8

I have proportion response data for 4 experimental groups, with 2 different statistics computed for each group. I want the following figure (which I can achieve):

enter image description here

I obtain this figure with the following code:

Group<-c('a','b','c','d','a','b','c','d')
Statistic<-c('Mean','Mean','Mean','Mean','d','d','d','d')
Val<-c(.75,.83,.79,.69,.5,.02,.1,.3)
dfm2<-data.frame(cbind(Group,Statistic,Val)) 
ggplot(dfm2,aes(x = Group,y = Val)) +    
 geom_bar(aes(fill = Statistic),position = dodge',stat='identity')

However, when I change the limits of the y-axis (to [0,1] since I have proportions) by adding the line of code:

+ scale_y_continuous(limits=c(0, 1))

I get

Error: Discrete value supplied to continuous scale

So I understand this means I have a non-continuous variable. I have tried converting my Statistic variable by using as.numeric() and countless other options but to no avail. If anyone can assist me in solving this problem and/or explain what causes it, I would be most appreciative.

UseR10085
  • 7,120
  • 3
  • 24
  • 54
Chris Z.
  • 425
  • 1
  • 5
  • 6

2 Answers2

7

The problem is the unnecessary use of cbind inside data.frame. cbind creates a matrix. A matrix must have all values of the same mode (numeric, character, etc.). Since at least one of variables (two in this case) is character mode, cbind coerces Val to character as well. data.frame converts the three character variables to factor (update: as of R 4.0.0 character strings are no longer converted to factors by default). Either way, Val is a discrete (categorical) value rather than numeric, resulting in an error when you use scale_y_continuous.

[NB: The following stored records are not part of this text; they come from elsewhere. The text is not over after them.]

use thiserror::Error;

#[derive(Debug, Error)]
pub enum FetchError {
    #[error("request failed: {0}")]
    Request(#[from] reqwest::Error),
    #[error("species url has no numeric id: {0}")]
    MalformedSpeciesUrl(String),
    #[error("requested pokemon #{requested} but the api returned #{received}")]
    IdMismatch { requested: u32, received: u32 },
}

Change to dfm2 <- data.frame(Group,Statistic,Val) and the error will go away.

You can check the effect of cbind and data.frame on data types as follows:

cbind(Group, Statistic, Val)

     Group Statistic Val   
[1,] "a"   "Mean"    "0.75"
[2,] "b"   "Mean"    "0.83"
...
[7,] "c"   "d"       "0.1" 
[8,] "d"   "d"       "0.3" 

dfm2<-data.frame(cbind(Group,Statistic,Val))
str(dfm2)

'data.frame':   8 obs. of  3 variables:
$ Group    : Factor w/ 4 levels "a","b","c","d": 1 2 3 4 1 2 3 4
$ Statistic: Factor w/ 2 levels "d","Mean": 2 2 2 2 1 1 1 1
$ Val      : Factor w/ 8 levels "0.02","0.1","0.3",..: 6 8 7 5 4 1 2 3

dfm2 <- data.frame(Group,Statistic,Val)
str(dfm2)

'data.frame':   8 obs. of  3 variables:
$ Group    : Factor w/ 4 levels "a","b","c","d": 1 2 3 4 1 2 3 4
$ Statistic: Factor w/ 2 levels "d","Mean": 2 2 2 2 1 1 1 1
$ Val      : num  0.75 0.83 0.79 0.69 0.5 0.02 0.1 0.3

If you don't want data.frame to convert strings to factors, add the argument stringsAsFactors=FALSE.

eipi10
  • 91,525
  • 24
  • 209
  • 285
  • Ah! Thanks--works great now. Even when I was using cbind() incorrectly, I called dfm2$Val<-as.numeric(dfm2$Val) after creating my data frame. str(dfm2) showed $Val as numeric then; but I still got the error. So that is why I was confused. Any ideas on why the as.numeric() adjustment did not work? – Chris Z. Nov 20 '15 at 05:43
  • I don't get an error when I do the `as.numeric` conversion and then plot it. However, when you convert a factor variable, you need to convert to character first and then to numeric, otherwise you get the factor number codes for the levels, rather than the actual values of the data. Compare `dfm2$Val2 = as.numeric(dfm2$Val)` and `dfm2$Val3 = as.numeric(as.character(dfm2$Val))`. – eipi10 Nov 20 '15 at 05:47
3

Try the following.

ggplot(dfm2,aes(x = Group,y = as.numeric(as.character(Val)))) +    
  geom_bar(aes(fill = Statistic),position = 'dodge',stat='identity')+
  scale_y_continuous(limits=c(0, 1))
UseR10085
  • 7,120
  • 3
  • 24
  • 54
yc_hello
  • 462
  • 4
  • 5